Swamp Angel: Analysis of Major Characters

Author: Ethel Wilson

First published: 1954

Genre: Novel

Locale: Vancouver and the interior of British Columbia

Plot: Regional

Time: The early 1950's

Maggie Vardoe, also known as Maggie Lloyd, a young widow, married for the second time, to a man whom she detests. Her beauty is not immediately apparent, and she makes no effort to look beautiful, but her eyes are large, gray, and “tranquil,” and her body is characterized by “large easy curves.” Maggie is self-sufficient, even secretive, and confides very little about her present unhappiness or the pain of losing her first husband and her daughter, even to her closest friends Hilda and Nell Severance. Having decided to leave her second husband, Eddie Vardoe, she ties fishing flies in secret for more than a year to earn money and slips away one night after dinner so unobtrusively that it takes several hours for her husband to notice her absence. Maggie seeks escape and peace away from the city of Vancouver in the mountains of British Columbia, where she tries to re-create the happy setting of her childhood and first marriage at an East Coast fishing lodge. A naturally nurturing and competent woman, Maggie becomes cook and eventually manager of a fishing lodge owned by Haldar and Vera Gunnarsen at Three Loon Lake. Maggie, who had hoped to escape not only her husband but also all emotional involvement with people, finds that she is faced with several crises caused by Vera's envy of Maggie's competence and increasing influence with Haldar and their son, Alan.

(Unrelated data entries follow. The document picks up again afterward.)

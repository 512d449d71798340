// src/sentiment/batch.rs
//! Sequential classification of a whole collection into one label column.

use serde::Serialize;

use super::{classify, LabelCounts, SentimentBackend, SentimentLabel, Strategy, TextField};
use crate::error::Result;
use crate::store::ArticleCollection;

/// Reported after every classified row.
#[derive(Debug, Clone, Copy, PartialEq, Eq, Serialize)]
pub struct Progress {
    /// Zero-based row index.
    pub index: usize,
    /// Rows this batch will classify.
    pub total: usize,
    pub label: SentimentLabel,
}

#[derive(Debug, Clone, Default)]
pub struct BatchOptions {
    pub field: TextField,
    /// Classify only the first `n` rows; the rest stay unlabelled.
    pub max_items: Option<usize>,
    /// Output column; defaults to the strategy's column for `field`.
    pub column: Option<String>,
}

#[derive(Debug, Clone, PartialEq, Eq, Serialize)]
pub struct ItemFailure {
    pub index: usize,
    pub error: String,
}

#[derive(Debug, Clone, PartialEq, Eq, Serialize)]
pub struct BatchReport {
    pub column: String,
    pub strategy: Strategy,
    pub processed: usize,
    /// Rows past `max_items`.
    pub skipped: usize,
    pub failures: Vec<ItemFailure>,
    pub counts: LabelCounts,
}

/// Label rows in order, writing the result into the collection.
///
/// Per-row failures become `Unknown` and are listed in the report; they never
/// stop the batch. An existing column with the same name is replaced.
pub async fn classify_collection<F>(
    coll: &mut ArticleCollection,
    backend: &dyn SentimentBackend,
    opts: &BatchOptions,
    mut on_progress: F,
) -> Result<BatchReport>
where
    F: FnMut(Progress),
{
    let strategy = backend.strategy();
    let column = opts
        .column
        .clone()
        .unwrap_or_else(|| strategy.column_name(opts.field));
    let total = opts.max_items.map_or(coll.len(), |m| m.min(coll.len()));

    let mut labels: Vec<Option<SentimentLabel>> = vec![None; coll.len()];
    let mut failures = Vec::new();

    for (index, article) in coll.articles().iter().take(total).enumerate() {
        let text = opts.field.text_of(article);
        let c = classify(backend, text).await;
        if let Some(error) = c.error {
            metrics::counter!("sentiment_failures_total", "strategy" => strategy.as_str())
                .increment(1);
            tracing::warn!(
                strategy = strategy.as_str(),
                row = index,
                text_id = %anon_hash(text.unwrap_or_default()),
                error = %error,
                "classification failed, labelled Unknown"
            );
            failures.push(ItemFailure { index, error });
        }
        metrics::counter!(
            "sentiment_classified_total",
            "strategy" => strategy.as_str(),
            "label" => c.label.as_str()
        )
        .increment(1);
        labels[index] = Some(c.label);
        on_progress(Progress {
            index,
            total,
            label: c.label,
        });
    }

    let counts = LabelCounts::from_labels(&labels);
    coll.set_label_column(&column, labels)?;

    tracing::info!(
        strategy = strategy.as_str(),
        column = %column,
        rows = total,
        failures = failures.len(),
        "batch classified"
    );

    Ok(BatchReport {
        column,
        strategy,
        processed: total,
        skipped: coll.len() - total,
        failures,
        counts,
    })
}

/// Short, non-reversible id for log lines; article text itself is never logged.
pub(crate) fn anon_hash(text: &str) -> String {
    use sha2::{Digest, Sha256};
    let mut hasher = Sha256::new();
    hasher.update(text.as_bytes());
    let digest = hasher.finalize();
    let mut out = String::with_capacity(12);
    for b in digest.iter().take(6) {
        use std::fmt::Write as _;
        let _ = write!(&mut out, "{:02x}", b);
    }
    out
}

Nell Severance, formerly a beautiful circus performer, now in her seventies, her movement limited by obesity. She married into an aristocratic but eccentric English family. Nell has kept the Swamp Angel, a revolver that she used in her juggling act, as a reminder of her lost power. She sends the revolver to Maggie when she realizes that she is no longer independent physically and fears that she is close to death. Nell's powerful personality enables her to control Eddie after Maggie's disappearance. Nell's unconventional life and her love of drama contrast with both her daughter's conventionality and with Maggie's search for tranquillity and disengagement. Despite her nonconformity, Nell provides wisdom and stability to Maggie.

Hilda Severance, later Hilda Cousins, an attractive young working woman, the daughter of Nell and Maggie's only friend of her own age. She accepts and respects Maggie's reticence. She cares for her mother, whom she both loves and resents for the irregularity of her childhood, but she is drawn away from her and from Maggie by her marriage to Albert Cousins and the birth of her child.

Edward (Eddie) Vardoe, also called E. Thompson Vardoe, a crude, boorish man with “spaniel eyes,” a real estate agent with aspirations to own a business. Eddie's uncouth behavior and his petty tyrannizing about money and the running of the household humiliate Maggie and cause her to leave him as quietly as possible, so as not to be subjected to one of his scenes. Having taken Nell's advice to forget Maggie and find someone else, Eddie becomes involved with “a blonde” who manipulates and humiliates him.

Haldar Gunnarsen, the owner of the lodge at Three Loon Lake. He is passionately attached to the land and determined to keep his lodge in spite of a crippling accident that breaks his hip. Haldar is insensitive to his wife's jealousy of the land and her fear of the future. As he depends more and more on Maggie in the running of the lodge, he fails to understand Vera's jealousy of her. His anger at Vera for precipitating Maggie's departure leads to Vera's suicide attempt and the final reconciliation between the Gunnarsens and Maggie.

Vera Gunnarsen, Haldar's wife, a woman reared in the city and unable to understand the reality of running a lodge. She has grandiose dreams of immediate success and wealth. Vera appears to prefer unhappiness to happiness, and she focuses the blame for all of her misery on Maggie. Maggie's patience with her only increases her sense of resentment and jealousy, and finally she forces a confrontation that causes Maggie to leave the lodge temporarily.